# [EXERCISE MATERIAL]
//! Configuration loading and validation.
//!
//! Reads every section the refresh cycle depends on and rejects invalid
//! values before any cycle runs. Keys that are absent take their documented
//! defaults; keys that are present but malformed are errors.

use std::str::FromStr;

use crate::domain::engine::IndicatorParams;
use crate::domain::error::TmvError;
use crate::domain::instrument::{parse_symbols, Instrument};
use crate::domain::refresh::{RefreshConfig, TimeframeSpec};
use crate::domain::scorer::ScoringConfig;
use crate::domain::timeframe::{parse_timeframes, Timeframe};
use crate::ports::config_port::ConfigPort;

pub const DEFAULT_TIMEFRAMES: &str = "15m,60m,1d";
pub const DEFAULT_EXCHANGE: &str = "NSE";
pub const DEFAULT_INTERVAL_SECONDS: i64 = 300;
/// Longest history window a timeframe may request.
pub const MAX_HISTORY_DAYS: i64 = 3650;
pub const MAX_AGE_MINUTES: i64 = MAX_HISTORY_DAYS * 24 * 60;
pub const MAX_SUPERTREND_MULTIPLIER: f64 = 100.0;
/// IST.
pub const DEFAULT_UTC_OFFSET_MINUTES: i64 = 330;

#[derive(Debug, Clone, Copy, PartialEq, Eq)]
pub enum DataSource {
    Csv,
    Sqlite,
}

impl FromStr for DataSource {
    type Err = String;

    fn from_str(s: &str) -> Result<Self, Self::Err> {
        match s.trim().to_lowercase().as_str() {
            "csv" => Ok(DataSource::Csv),
            "sqlite" => Ok(DataSource::Sqlite),
            other => Err(format!("unknown data source '{}', expected csv or sqlite", other)),
        }
    }
}

/// Cycle scheduling and clock settings from `[refresh]`.
#[derive(Debug, Clone, Copy, PartialEq, Eq)]
pub struct Schedule {
    pub interval_seconds: u64,
    pub utc_offset_minutes: i32,
}

pub fn timeframe_section(timeframe: Timeframe) -> String {
    format!("timeframe.{}", timeframe.label())
}

fn parsed<T: FromStr>(
    config: &dyn ConfigPort,
    section: &str,
    key: &str,
    default: T,
) -> Result<T, TmvError>
where
    T::Err: std::fmt::Display,
{
    match config.get_string(section, key) {
        None => Ok(default),
        Some(raw) if raw.trim().is_empty() => Ok(default),
        Some(raw) => raw
            .trim()
            .parse::<T>()
            .map_err(|e| TmvError::invalid(section, key, format!("'{}': {}", raw.trim(), e))),
    }
}

fn positive_usize(
    config: &dyn ConfigPort,
    section: &str,
    key: &str,
    default: usize,
) -> Result<usize, TmvError> {
    let value = parsed::<usize>(config, section, key, default)?;
    if value == 0 {
        return Err(TmvError::invalid(section, key, format!("{} must be at least 1", key)));
    }
    Ok(value)
}

fn positive_f64(
    config: &dyn ConfigPort,
    section: &str,
    key: &str,
    default: f64,
) -> Result<f64, TmvError> {
    let value = parsed::<f64>(config, section, key, default)?;
    if !(value.is_finite() && value > 0.0) {
        return Err(TmvError::invalid(section, key, format!("{} must be positive", key)));
    }
    Ok(value)
}

fn non_negative_f64(
    config: &dyn ConfigPort,
    section: &str,
    key: &str,
    default: f64,
) -> Result<f64, TmvError> {
    let value = parsed::<f64>(config, section, key, default)?;
    if !(value.is_finite() && value >= 0.0) {
        return Err(TmvError::invalid(section, key, format!("{} must be non-negative", key)));
    }
    Ok(value)
}

fn finite_f64(
    config: &dyn ConfigPort,
    section: &str,
    key: &str,
    default: f64,
) -> Result<f64, TmvError> {
    let value = parsed::<f64>(config, section, key, default)?;
    if !value.is_finite() {
        return Err(TmvError::invalid(section, key, format!("{} must be finite", key)));
    }
    Ok(value)
}

pub fn data_source(config: &dyn ConfigPort) -> Result<DataSource, TmvError> {
    parsed(config, "data", "source", DataSource::Csv)
}

pub fn schedule(config: &dyn ConfigPort) -> Result<Schedule, TmvError> {
    let interval = parsed::<u64>(config, "refresh", "interval_seconds", DEFAULT_INTERVAL_SECONDS as u64)?;
    if interval == 0 {
        return Err(TmvError::invalid(
            "refresh",
            "interval_seconds",
            "interval_seconds must be at least 1",
        ));
    }
    let offset = parsed::<i32>(
        config,
        "refresh",
        "utc_offset_minutes",
        DEFAULT_UTC_OFFSET_MINUTES as i32,
    )?;
    if !(-720..=840).contains(&offset) {
        return Err(TmvError::invalid(
            "refresh",
            "utc_offset_minutes",
            "utc_offset_minutes must be between -720 and 840",
        ));
    }
    Ok(Schedule {
        interval_seconds: interval,
        utc_offset_minutes: offset,
    })
}

pub fn indicator_params(config: &dyn ConfigPort) -> Result<IndicatorParams, TmvError> {
    let d = IndicatorParams::default();
    let s = "indicators";
    let params = IndicatorParams {
        ema_fast: positive_usize(config, s, "ema_fast", d.ema_fast)?,
        ema_slow: positive_usize(config, s, "ema_slow", d.ema_slow)?,
        rsi_period: positive_usize(config, s, "rsi_period", d.rsi_period)?,
        macd_fast: positive_usize(config, s, "macd_fast", d.macd_fast)?,
        macd_slow: positive_usize(config, s, "macd_slow", d.macd_slow)?,
        macd_signal: positive_usize(config, s, "macd_signal", d.macd_signal)?,
        adx_period: positive_usize(config, s, "adx_period", d.adx_period)?,
        mfi_period: positive_usize(config, s, "mfi_period", d.mfi_period)?,
        supertrend_period: positive_usize(config, s, "supertrend_period", d.supertrend_period)?,
        supertrend_multiplier: positive_f64(
            config,
            s,
            "supertrend_multiplier",
            d.supertrend_multiplier,
        )?,
        obv_window: positive_usize(config, s, "obv_window", d.obv_window)?,
        reversal_window: positive_usize(config, s, "reversal_window", d.reversal_window)?,
    };

    if params.ema_fast >= params.ema_slow {
        return Err(TmvError::invalid(s, "ema_fast", "ema_fast must be less than ema_slow"));
    }
    if params.macd_fast >= params.macd_slow {
        return Err(TmvError::invalid(s, "macd_fast", "macd_fast must be less than macd_slow"));
    }
    let m = params.supertrend_multiplier;
    if m > MAX_SUPERTREND_MULTIPLIER {
        return Err(TmvError::invalid(
            s,
            "supertrend_multiplier",
            format!("supertrend_multiplier must be at most {}", MAX_SUPERTREND_MULTIPLIER),
        ));
    }
    // Multipliers are keyed in hundredths.
    if ((m * 100.0).round() - m * 100.0).abs() > 1e-6 {
        return Err(TmvError::invalid(
            s,
            "supertrend_multiplier",
            "supertrend_multiplier allows at most two decimals",
        ));
    }
    Ok(params)
}

pub fn scoring_config(config: &dyn ConfigPort) -> Result<ScoringConfig, TmvError> {
    let d = ScoringConfig::default();
    let s = "scoring";
    let scoring = ScoringConfig {
        ema_scale_pct: positive_f64(config, s, "ema_scale_pct", d.ema_scale_pct)?,
        supertrend_scale_pct: positive_f64(config, s, "supertrend_scale_pct", d.supertrend_scale_pct)?,
        macd_scale_pct: positive_f64(config, s, "macd_scale_pct", d.macd_scale_pct)?,
        rsi_neutral: finite_f64(config, s, "rsi_neutral", d.rsi_neutral)?,
        rsi_span: positive_f64(config, s, "rsi_span", d.rsi_span)?,
        adx_floor: non_negative_f64(config, s, "adx_floor", d.adx_floor)?,
        adx_span: positive_f64(config, s, "adx_span", d.adx_span)?,
        mfi_neutral: finite_f64(config, s, "mfi_neutral", d.mfi_neutral)?,
        mfi_span: positive_f64(config, s, "mfi_span", d.mfi_span)?,
        rsi_oversold: finite_f64(config, s, "rsi_oversold", d.rsi_oversold)?,
        rsi_overbought: finite_f64(config, s, "rsi_overbought", d.rsi_overbought)?,
        strong_above: finite_f64(config, s, "strong_above", d.strong_above)?,
        moderate_above: finite_f64(config, s, "moderate_above", d.moderate_above)?,
        bullish_above: finite_f64(config, s, "bullish_above", d.bullish_above)?,
        bearish_below: finite_f64(config, s, "bearish_below", d.bearish_below)?,
        trend_weight: non_negative_f64(config, s, "trend_weight", d.trend_weight)?,
        momentum_weight: non_negative_f64(config, s, "momentum_weight", d.momentum_weight)?,
        volume_weight: non_negative_f64(config, s, "volume_weight", d.volume_weight)?,
    };

    if scoring.rsi_oversold >= scoring.rsi_overbought {
        return Err(TmvError::invalid(
            s,
            "rsi_oversold",
            "rsi_oversold must be less than rsi_overbought",
        ));
    }
    if scoring.moderate_above >= scoring.strong_above {
        return Err(TmvError::invalid(
            s,
            "moderate_above",
            "moderate_above must be less than strong_above",
        ));
    }
    if scoring.bearish_below >= scoring.bullish_above {
        return Err(TmvError::invalid(
            s,
            "bearish_below",
            "bearish_below must be less than bullish_above",
        ));
    }
    if scoring.trend_weight + scoring.momentum_weight + scoring.volume_weight <= 0.0 {
        return Err(TmvError::invalid(
            s,
            "trend_weight",
            "category weights must not all be zero",
        ));
    }
    Ok(scoring)
}

pub fn timeframe_specs(config: &dyn ConfigPort) -> Result<Vec<TimeframeSpec>, TmvError> {
    let raw = config
        .get_string("refresh", "timeframes")
        .filter(|s| !s.trim().is_empty())
        .unwrap_or_else(|| DEFAULT_TIMEFRAMES.to_string());
    let timeframes = parse_timeframes(&raw)
        .map_err(|e| TmvError::invalid("refresh", "timeframes", e))?;

    let mut specs = Vec::with_capacity(timeframes.len());
    for tf in timeframes {
        let section = timeframe_section(tf);
        let d = TimeframeSpec::with_defaults(tf);
        let history_days = parsed::<i64>(config, &section, "history_days", d.history_days)?;
        if !(1..=MAX_HISTORY_DAYS).contains(&history_days) {
            return Err(TmvError::invalid(
                &section,
                "history_days",
                format!("history_days must be between 1 and {}", MAX_HISTORY_DAYS),
            ));
        }
        let max_age_minutes = parsed::<i64>(config, &section, "max_age_minutes", d.max_age_minutes)?;
        if !(1..=MAX_AGE_MINUTES).contains(&max_age_minutes) {
            return Err(TmvError::invalid(
                &section,
                "max_age_minutes",
                format!("max_age_minutes must be between 1 and {}", MAX_AGE_MINUTES),
            ));
        }
        specs.push(TimeframeSpec {
            timeframe: tf,
            weight: non_negative_f64(config, &section, "weight", d.weight)?,
            history_days,
            max_age_minutes,
        });
    }

    if specs.iter().map(|s| s.weight).sum::<f64>() <= 0.0 {
        return Err(TmvError::invalid(
            "refresh",
            "timeframes",
            "timeframe weights must not all be zero",
        ));
    }
    Ok(specs)
}

/// `[watchlist] symbols`, if set. The data source's own watchlist is used
/// otherwise.
pub fn configured_watchlist(config: &dyn ConfigPort) -> Result<Option<Vec<Instrument>>, TmvError> {
    let raw = match config.get_string("watchlist", "symbols") {
        Some(s) if !s.trim().is_empty() => s,
        _ => return Ok(None),
    };
    let exchange = config
        .get_string("watchlist", "exchange")
        .filter(|s| !s.trim().is_empty())
        .unwrap_or_else(|| DEFAULT_EXCHANGE.to_string());
    let symbols =
        parse_symbols(&raw).map_err(|e| TmvError::invalid("watchlist", "symbols", e))?;
    Ok(Some(
        symbols
            .iter()
            .map(|s| Instrument::new(s, &exchange, ""))
            .collect(),
    ))
}

pub fn load_refresh_config(config: &dyn ConfigPort) -> Result<RefreshConfig, TmvError> {
    let mut refresh = RefreshConfig::new(timeframe_specs(config)?);
    refresh.indicators = indicator_params(config)?;
    refresh.scoring = scoring_config(config)?;
    refresh.watchlist = configured_watchlist(config)?;
    Ok(refresh)
}

/// Every check `refresh` would make before running a cycle, including the
/// data source selection.
pub fn validate_config(config: &dyn ConfigPort) -> Result<RefreshConfig, TmvError> {
    let refresh = load_refresh_config(config)?;
    schedule(config)?;
    if data_source(config)? == DataSource::Csv {
        match config.get_string("data", "csv_dir") {
            Some(s) if !s.trim().is_empty() => {}
            _ => return Err(TmvError::missing("data", "csv_dir")),
        }
    }
    Ok(refresh)
}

# [EXERCISE DESCRIPTION]
Only lines with the word "parsed" go in the answer. Take them all from the entries above.

# [WRITTEN RESPONSE]
fn parsed<T: FromStr>(
    let value = parsed::<usize>(config, section, key, default)?;
    let value = parsed::<f64>(config, section, key, default)?;
    let value = parsed::<f64>(config, section, key, default)?;
    let value = parsed::<f64>(config, section, key, default)?;
    parsed(config, "data", "source", DataSource::Csv)
    let interval = parsed::<u64>(config, "refresh", "interval_seconds", DEFAULT_INTERVAL_SECONDS as u64)?;
    let offset = parsed::<i32>(
        let history_days = parsed::<i64>(config, &section, "history_days", d.history_days)?;
        let max_age_minutes = parsed::<i64>(config, &section, "max_age_minutes", d.max_age_minutes)?;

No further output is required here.